Preconditioning by sediment accumulation can produce powerful turbidity currents without major external triggers
Preconditioning by sediment accumulation can produce powerful turbidity currents without major external triggers
Turbidity currents dominate sediment transfer into the deep ocean, and can damage critical seabed infrastructure. It is commonly inferred that powerful turbidity currents are triggered by major external events, such as storms, river floods, or earthquakes. However, basic models for turbidity current triggering remain poorly tested, with few studies accurately recording precise flow timing. Here, we analyse the most detailed series of measurements yet made of powerful (up to 7.2 m s−1) turbidity currents, within Monterey Canyon, offshore California. During 18-months of instrument deployment, fourteen turbidity currents were directly monitored. No consistent triggering mechanism was observed, though flows did cluster around enhanced seasonal sediment supply. We compare turbidity current timing at Monterey Canyon (a sandy canyon-head fed by longshore drift) to the only other systems where numerous (>10-100) flows have been measured precisely via direct monitoring; the Squamish Delta (a sandy fjord-head delta), and the Congo Canyon (connected to the mud-dominated mouth of the Congo River).

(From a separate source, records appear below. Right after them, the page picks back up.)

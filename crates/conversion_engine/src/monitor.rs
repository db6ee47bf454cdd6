use std::path::{Path, PathBuf};
use std::sync::{Arc, Mutex, MutexGuard};
use std::time::{Duration, Instant};

use chrono::Utc;
use conversion_core::{
    Conversion, ConversionId, ConversionSummary, ErrorRecord, ItemMetadata, PerformanceIssue,
    SessionId, SessionInfo, SessionSummary, StatisticsSnapshot, Step,
};
use engine_logging::{engine_info, LogSink, LogStream};
use serde_json::{json, Value};

use crate::config::{EngineConfig, ReportSettings};
use crate::events::{EngineEvent, EventBus};
use crate::handler::ConversionErrorHandler;
use crate::performance::{spawn_sampler, PerformanceMonitor, PerformanceSample, SamplerHandle};
use crate::probe::{ResourceProbe, SystemInfo};
use crate::report::{analyze_errors, export_report, DiagnosticReport, ReportError};
use crate::tracker::{ConversionTracker, SessionReport, StaleConversion, TrackerError};

/// Outcome of closing a conversion: its summary and any advisory breaches.
#[derive(Debug, Clone, PartialEq)]
pub struct CompletedConversion {
    pub summary: ConversionSummary,
    pub performance_issues: Vec<PerformanceIssue>,
}

/// Run-level façade: tracking, cumulative statistics, sampling and reports.
pub struct ConversionMonitor {
    tracker: Arc<ConversionTracker>,
    performance: Arc<PerformanceMonitor>,
    statistics: Mutex<StatisticsSnapshot>,
    events: Arc<EventBus>,
    sink: Arc<LogSink>,
    probe: Arc<dyn ResourceProbe>,
    report: ReportSettings,
    sample_interval: Duration,
    sampler: Mutex<Option<SamplerHandle>>,
    started: Instant,
}

fn lock<T>(mutex: &Mutex<T>) -> MutexGuard<'_, T> {
    match mutex.lock() {
        Ok(guard) => guard,
        Err(poisoned) => poisoned.into_inner(),
    }
}

impl ConversionMonitor {
    pub fn new(
        config: &EngineConfig,
        sink: Arc<LogSink>,
        probe: Arc<dyn ResourceProbe>,
        events: Arc<EventBus>,
    ) -> Self {
        Self {
            tracker: Arc::new(ConversionTracker::new(
                sink.clone(),
                probe.clone(),
                config.history_limit,
            )),
            performance: Arc::new(PerformanceMonitor::new(
                &config.performance,
                probe.clone(),
                sink.clone(),
            )),
            statistics: Mutex::new(StatisticsSnapshot::default()),
            events,
            sink,
            probe,
            report: config.report.clone(),
            sample_interval: config.performance.sample_interval(),
            sampler: Mutex::new(None),
            started: Instant::now(),
        }
    }

    pub fn tracker(&self) -> &ConversionTracker {
        &self.tracker
    }

    pub fn performance(&self) -> &PerformanceMonitor {
        &self.performance
    }

    pub fn start_session(&self, info: SessionInfo) -> SessionId {
        self.tracker.start_session(info)
    }

    pub fn start_conversion(
        &self,
        session_id: SessionId,
        item: ItemMetadata,
    ) -> Result<ConversionId, TrackerError> {
        self.tracker.start_conversion(session_id, item)
    }

    pub fn start_step(&self, id: ConversionId, name: &str) -> Result<(), TrackerError> {
        self.tracker.start_step(id, name)
    }

    pub fn complete_step(
        &self,
        id: ConversionId,
        name: &str,
        result: Option<Value>,
    ) -> Result<Step, TrackerError> {
        self.tracker.complete_step(id, name, result)
    }

    pub fn log_step(
        &self,
        id: ConversionId,
        name: &str,
        result: Option<Value>,
    ) -> Result<Step, TrackerError> {
        self.tracker.log_step(id, name, result)
    }

    /// Close a conversion, then fold it into the statistics and check it
    /// against the performance thresholds.
    pub fn complete_conversion(
        &self,
        id: ConversionId,
        success: bool,
        result: Option<Value>,
    ) -> Result<CompletedConversion, TrackerError> {
        let summary = self.tracker.complete_conversion(id, success, result)?;
        let issues = self.performance.check_conversion(&summary);
        {
            let mut statistics = lock(&self.statistics);
            statistics.record_conversion(&summary);
            statistics.record_performance_issues(issues.len() as u64);
        }
        for issue in &issues {
            self.events.publish(EngineEvent::PerformanceIssue(issue.clone()));
        }
        self.events
            .publish(EngineEvent::ConversionCompleted(summary.clone()));
        Ok(CompletedConversion {
            summary,
            performance_issues: issues,
        })
    }

    pub fn complete_session(&self, id: SessionId) -> Result<SessionReport, TrackerError> {
        let report = self.tracker.complete_session(id)?;
        engine_info!(
            "Session {} finished: {}/{} conversions succeeded",
            id,
            report.summary.successful_conversions,
            report.summary.total_conversions
        );
        self.events
            .publish(EngineEvent::SessionCompleted(report.summary.clone()));
        Ok(report)
    }

    pub fn statistics(&self) -> StatisticsSnapshot {
        lock(&self.statistics).clone()
    }

    pub fn active_conversions(&self) -> Vec<Conversion> {
        self.tracker.active_conversions()
    }

    pub fn active_sessions(&self) -> Vec<SessionSummary> {
        self.tracker.active_sessions()
    }

    pub fn history(&self, limit: usize) -> Vec<Conversion> {
        self.tracker.history(limit)
    }

    pub fn stale_conversions(&self, older_than: Duration) -> Vec<StaleConversion> {
        self.tracker.stale_conversions(older_than)
    }

    /// Take one resource sample now, outside the periodic schedule.
    pub fn record_sample(&self) -> PerformanceSample {
        let (conversions, sessions) = self.tracker.active_counts();
        self.performance.record_sample(conversions, sessions)
    }

    /// Start periodic sampling on the current runtime. Returns whether a
    /// sampler is running afterwards.
    pub fn start_sampling(&self) -> bool {
        let mut slot = lock(&self.sampler);
        if slot.as_ref().is_some_and(SamplerHandle::is_running) {
            return true;
        }
        let tracker = self.tracker.clone();
        *slot = spawn_sampler(self.performance.clone(), self.sample_interval, move || {
            tracker.active_counts()
        });
        slot.is_some()
    }

    pub async fn stop_sampling(&self) {
        let handle = lock(&self.sampler).take();
        if let Some(mut handle) = handle {
            handle.stop().await;
        }
    }

    /// Build a report. With a handler, its stored records feed the error
    /// analysis; otherwise the errors attached to tracked conversions do.
    pub fn generate_report(&self, handler: Option<&ConversionErrorHandler>) -> DiagnosticReport {
        let statistics = self.statistics();
        let (active_conversions, active_sessions) = self.tracker.active_counts();

        let error_analysis = self.report.include_error_analysis.then(|| {
            let records: Vec<ErrorRecord> = match handler {
                Some(handler) => handler.all_errors(),
                None => self
                    .tracker
                    .history(usize::MAX)
                    .into_iter()
                    .chain(self.tracker.active_conversions())
                    .flat_map(|c| c.errors)
                    .collect(),
            };
            analyze_errors(&records, statistics.performance_issues)
        });
        let performance_samples = (self.report.performance_samples > 0)
            .then(|| self.performance.samples(self.report.performance_samples));

        DiagnosticReport {
            generated_at: Utc::now(),
            success_rate: statistics.success_rate(),
            statistics,
            error_statistics: handler.map(ConversionErrorHandler::statistics),
            active_sessions,
            active_conversions,
            stale_conversions: self.tracker.stale_conversions(self.report.stale_after()),
            recent_conversions: self.tracker.history(self.report.recent_conversions),
            system: SystemInfo::collect(self.probe.as_ref(), self.started),
            performance_samples,
            error_analysis,
        }
    }

    pub fn export_report(
        &self,
        path: &Path,
        handler: Option<&ConversionErrorHandler>,
    ) -> Result<PathBuf, ReportError> {
        let report = self.generate_report(handler);
        let written = export_report(&report, path)?;
        self.sink.write(
            LogStream::Diagnostics,
            log::Level::Info,
            "report_exported",
            json!({
                "path": written.display().to_string(),
                "total_conversions": report.statistics.total_conversions,
            }),
        );
        engine_info!("Exported diagnostic report to {:?}", written);
        Ok(written)
    }

    /// Reset statistics, tracking state and samples together.
    pub fn clear(&self) {
        let mut statistics = lock(&self.statistics);
        self.tracker.clear();
        self.performance.clear();
        *statistics = StatisticsSnapshot::default();
    }
}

A common seasonal pattern emerges, leading to a new model for preconditioning and triggering of turbidity currents initiating through slope failure in areas of sediment accumulation, such as canyon heads or river mouths. In this model, rapid or sustained sediment supply alone can produce elevated pore pressures, which may persist, thereby predisposing slopes to fail. Once preconditioned, a range of minor external perturbations, such as moderate storm-waves, result in local pore pressure variation, and thus become effective triggers. Major external triggers are therefore not always a prerequisite for triggering of powerful turbidity currents.
0012-821X
116845
Bailey, Lewis P.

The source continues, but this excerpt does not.